A FIFA pretende que os clubes obedeçam às regras nacionais quando se trata do pagamento de impostos e que tenham em consideração as necessidades da nação quando se trata de libertar jogadores a peso de ouro para as selecções nacionais fazerem jogos de preparação contra os Cazaquistões do nosso mundo, mas não querem que usufruam das regras e do Estado de Direito que vigora nos seus países quando se trata de verem os seus direitos garantidos. Não sei quem tem razão no caso Mateus, tal como não sei se a Juventus tem razão para recorrer aos tribunais em Itália. Sei contudo que nem os organismos nacionais, nem os internacionais dão segurança suficiente aos clubes para que estes se limitem às instâncias do futebol. E se se pretende que estes não sejam tratados de forma diferente quando se trata de lhes exigir responsabilidades perante o Estado, não se pode então exigir que estes não usufruam dos seus direitos quando necessário.
O que em última análise toda esta situação faz transparecer é a total desadequação das instituições do futebol à realidade do século XXI, tanto a nível nacional como a nível internacional. Alguém aprenderá alguma coisa com tudo isto? Ou continuarão os adeptos a ser as vítimas do costume, sem saber se o seu clube desce ou sobe, sem saber se no dia a seguir hão-de fazer 400 km para ir ver um jogo para o qual até já tinham bilhete, sem nada poder fazer, como no caso italiano, quando a sua equipa é relegada para a segunda divisão por mau comportamento dos seus dirigentes, sem que estes sejam devidamente responsabilizados pelos seus actos?

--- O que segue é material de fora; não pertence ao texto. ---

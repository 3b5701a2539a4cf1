//! Instance provisioner seam
//!
//! The engine is written against the [`Provisioner`] trait only. Concrete
//! cloud-SDK integration lives outside the core: [`ShellProvisioner`] shells
//! out to whatever CLI the deployment uses (aws, hcloud, a local script),
//! and tests inject [`mock::MockProvisioner`].

use std::process::Stdio;
use std::time::Duration;

use async_trait::async_trait;
use thiserror::Error;
use tokio::process::Command;
use tracing::{debug, warn};

use crate::config::ProvisionerConfig;

/// How long a provisioner command may run before it is considered hung
const COMMAND_TIMEOUT: Duration = Duration::from_secs(60);

/// Abstract instance state as reported by the cloud API
#[derive(Debug, Clone, Copy, PartialEq, Eq)]
pub enum InstanceState {
    Running,
    Stopped,
    Pending,
    Stopping,
    Unknown,
}

impl std::str::FromStr for InstanceState {
    type Err = String;

    fn from_str(s: &str) -> Result<Self, Self::Err> {
        match s.trim().to_ascii_lowercase().as_str() {
            "running" => Ok(Self::Running),
            "stopped" | "terminated" => Ok(Self::Stopped),
            "pending" | "provisioning" | "booting" => Ok(Self::Pending),
            "stopping" | "shutting-down" => Ok(Self::Stopping),
            other => Err(format!("unknown instance state '{other}'")),
        }
    }
}

#[derive(Error, Debug)]
pub enum ProvisionerError {
    #[error("provisioner command '{command}' failed with exit code {code:?}: {stderr}")]
    CommandFailed {
        command: String,
        code: Option<i32>,
        stderr: String,
    },

    #[error("provisioner command '{0}' timed out")]
    CommandTimeout(String),

    #[error("instance API unreachable: {0}")]
    Unreachable(String),

    #[error("io error: {0}")]
    Io(#[from] std::io::Error),
}

/// Start / stop / describe a compute instance
#[async_trait]
pub trait Provisioner: Send + Sync {
    async fn start(&self) -> Result<(), ProvisionerError>;
    async fn stop(&self) -> Result<(), ProvisionerError>;
    async fn describe(&self) -> Result<InstanceState, ProvisionerError>;
}

/// Provisioner that drives the instance through configured shell commands.
/// The status command must print one of: running, stopped, pending, stopping.
pub struct ShellProvisioner {
    start_cmd: String,
    stop_cmd: String,
    status_cmd: String,
}

impl ShellProvisioner {
    pub fn new(config: &ProvisionerConfig) -> Self {
        Self {
            start_cmd: config.start_cmd.clone(),
            stop_cmd: config.stop_cmd.clone(),
            status_cmd: config.status_cmd.clone(),
        }
    }

    async fn run(&self, command: &str) -> Result<String, ProvisionerError> {
        debug!(command, "running provisioner command");
        let child = Command::new("sh")
            .arg("-c")
            .arg(command)
            .stdout(Stdio::piped())
            .stderr(Stdio::piped())
            .spawn()?;

        let output = tokio::time::timeout(COMMAND_TIMEOUT, child.wait_with_output())
            .await
            .map_err(|_| ProvisionerError::CommandTimeout(command.to_string()))??;

        if !output.status.success() {
            return Err(ProvisionerError::CommandFailed {
                command: command.to_string(),
                code: output.status.code(),
                stderr: String::from_utf8_lossy(&output.stderr).trim().to_string(),
            });
        }
        Ok(String::from_utf8_lossy(&output.stdout).to_string())
    }
}

#[async_trait]
impl Provisioner for ShellProvisioner {
    async fn start(&self) -> Result<(), ProvisionerError> {
        self.run(&self.start_cmd).await.map(|_| ())
    }

    async fn stop(&self) -> Result<(), ProvisionerError> {
        self.run(&self.stop_cmd).await.map(|_| ())
    }

    async fn describe(&self) -> Result<InstanceState, ProvisionerError> {
        let stdout = self.run(&self.status_cmd).await?;
        let first_line = stdout.lines().next().unwrap_or("").trim();
        match first_line.parse() {
            Ok(state) => Ok(state),
            Err(e) => {
                warn!("status command printed unrecognized state: {e}");
                Ok(InstanceState::Unknown)
            }
        }
    }
}

/// Scripted provisioner for tests and dry runs
pub mod mock {
    use std::sync::atomic::{AtomicBool, AtomicUsize, Ordering};
    use std::sync::Mutex;
    use std::time::{Duration, Instant};

    use async_trait::async_trait;

    use super::{InstanceState, Provisioner, ProvisionerError};

    /// In-memory instance that "boots" after a configurable delay
    pub struct MockProvisioner {
        state: Mutex<InstanceState>,
        started_at: Mutex<Option<Instant>>,
        boot_delay: Duration,
        fail_next_start: AtomicBool,
        start_calls: AtomicUsize,
        stop_calls: AtomicUsize,
    }

    impl MockProvisioner {
        pub fn new(initial: InstanceState) -> Self {
            Self {
                state: Mutex::new(initial),
                started_at: Mutex::new(None),
                boot_delay: Duration::ZERO,
                fail_next_start: AtomicBool::new(false),
                start_calls: AtomicUsize::new(0),
                stop_calls: AtomicUsize::new(0),
            }
        }

        pub fn with_boot_delay(mut self, delay: Duration) -> Self {
            self.boot_delay = delay;
            self
        }

        pub fn fail_next_start(&self) {
            self.fail_next_start.store(true, Ordering::SeqCst);
        }

        pub fn set_state(&self, state: InstanceState) {
            *self.state.lock().unwrap() = state;
        }

        pub fn start_calls(&self) -> usize {
            self.start_calls.load(Ordering::SeqCst)
        }

        pub fn stop_calls(&self) -> usize {
            self.stop_calls.load(Ordering::SeqCst)
        }
    }

    #[async_trait]
    impl Provisioner for MockProvisioner {
        async fn start(&self) -> Result<(), ProvisionerError> {
            self.start_calls.fetch_add(1, Ordering::SeqCst);
            if self.fail_next_start.swap(false, Ordering::SeqCst) {
                return Err(ProvisionerError::Unreachable(
                    "scripted start failure".to_string(),
                ));
            }
            *self.state.lock().unwrap() = InstanceState::Pending;
            *self.started_at.lock().unwrap() = Some(Instant::now());
            Ok(())
        }

        async fn stop(&self) -> Result<(), ProvisionerError> {
            self.stop_calls.fetch_add(1, Ordering::SeqCst);
            *self.state.lock().unwrap() = InstanceState::Stopped;
            Ok(())
        }

        async fn describe(&self) -> Result<InstanceState, ProvisionerError> {
            let mut state = self.state.lock().unwrap();
            if *state == InstanceState::Pending {
                let booted = self
                    .started_at
                    .lock()
                    .unwrap()
                    .map(|t| t.elapsed() >= self.boot_delay)
                    .unwrap_or(false);
                if booted {
                    *state = InstanceState::Running;
                }
            }
            Ok(*state)
        }
    }
}

#[cfg(test)]
mod tests {
    use super::mock::MockProvisioner;
    use super::*;

    #[test]
    fn test_instance_state_parsing() {
        assert_eq!("running".parse::<InstanceState>().unwrap(), InstanceState::Running);
        assert_eq!("Stopped".parse::<InstanceState>().unwrap(), InstanceState::Stopped);
        assert_eq!(
            "shutting-down".parse::<InstanceState>().unwrap(),
            InstanceState::Stopping
        );
        assert!("weird".parse::<InstanceState>().is_err());
    }

    #[tokio::test]
    async fn test_shell_provisioner_describe() {
        let provisioner = ShellProvisioner::new(&ProvisionerConfig {
            start_cmd: "true".to_string(),
            stop_cmd: "true".to_string(),
            status_cmd: "echo running".to_string(),
        });
        assert_eq!(provisioner.describe().await.unwrap(), InstanceState::Running);
    }

    #[tokio::test]
    async fn test_shell_provisioner_failure_carries_stderr() {
        let provisioner = ShellProvisioner::new(&ProvisionerConfig {
            start_cmd: "echo boom >&2; exit 3".to_string(),
            stop_cmd: "true".to_string(),
            status_cmd: "echo running".to_string(),
        });
        let err = provisioner.start().await.unwrap_err();
        match err {
            ProvisionerError::CommandFailed { code, stderr, .. } => {
                assert_eq!(code, Some(3));
                assert_eq!(stderr, "boom");
            }
            other => panic!("unexpected error: {other}"),
        }
    }

    #[tokio::test]
    async fn test_shell_provisioner_unrecognized_state_is_unknown() {
        let provisioner = ShellProvisioner::new(&ProvisionerConfig {
            start_cmd: "true".to_string(),
            stop_cmd: "true".to_string(),
            status_cmd: "echo banana".to_string(),
        });
        assert_eq!(provisioner.describe().await.unwrap(), InstanceState::Unknown);
    }

    #[tokio::test]
    async fn test_mock_boots_through_pending() {
        let mock = MockProvisioner::new(InstanceState::Stopped);
        assert_eq!(mock.describe().await.unwrap(), InstanceState::Stopped);

        mock.start().await.unwrap();
        // Zero boot delay: first describe after start already reports running
        assert_eq!(mock.describe().await.unwrap(), InstanceState::Running);
        assert_eq!(mock.start_calls(), 1);

        mock.stop().await.unwrap();
        assert_eq!(mock.describe().await.unwrap(), InstanceState::Stopped);
    }
}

O que é mais curioso é que são estas mesmas vítimas que sustentam a economia do futebol,comprando cativos, camisolas, revistas e gastando boa parte do ordenado ora em viagens ora em em assinaturas de canais de televisão com os exclusivos de encontros que se disputam à Segunda-feira à noite. São, o que poderíamos chamar, de vítimas-consumidoras.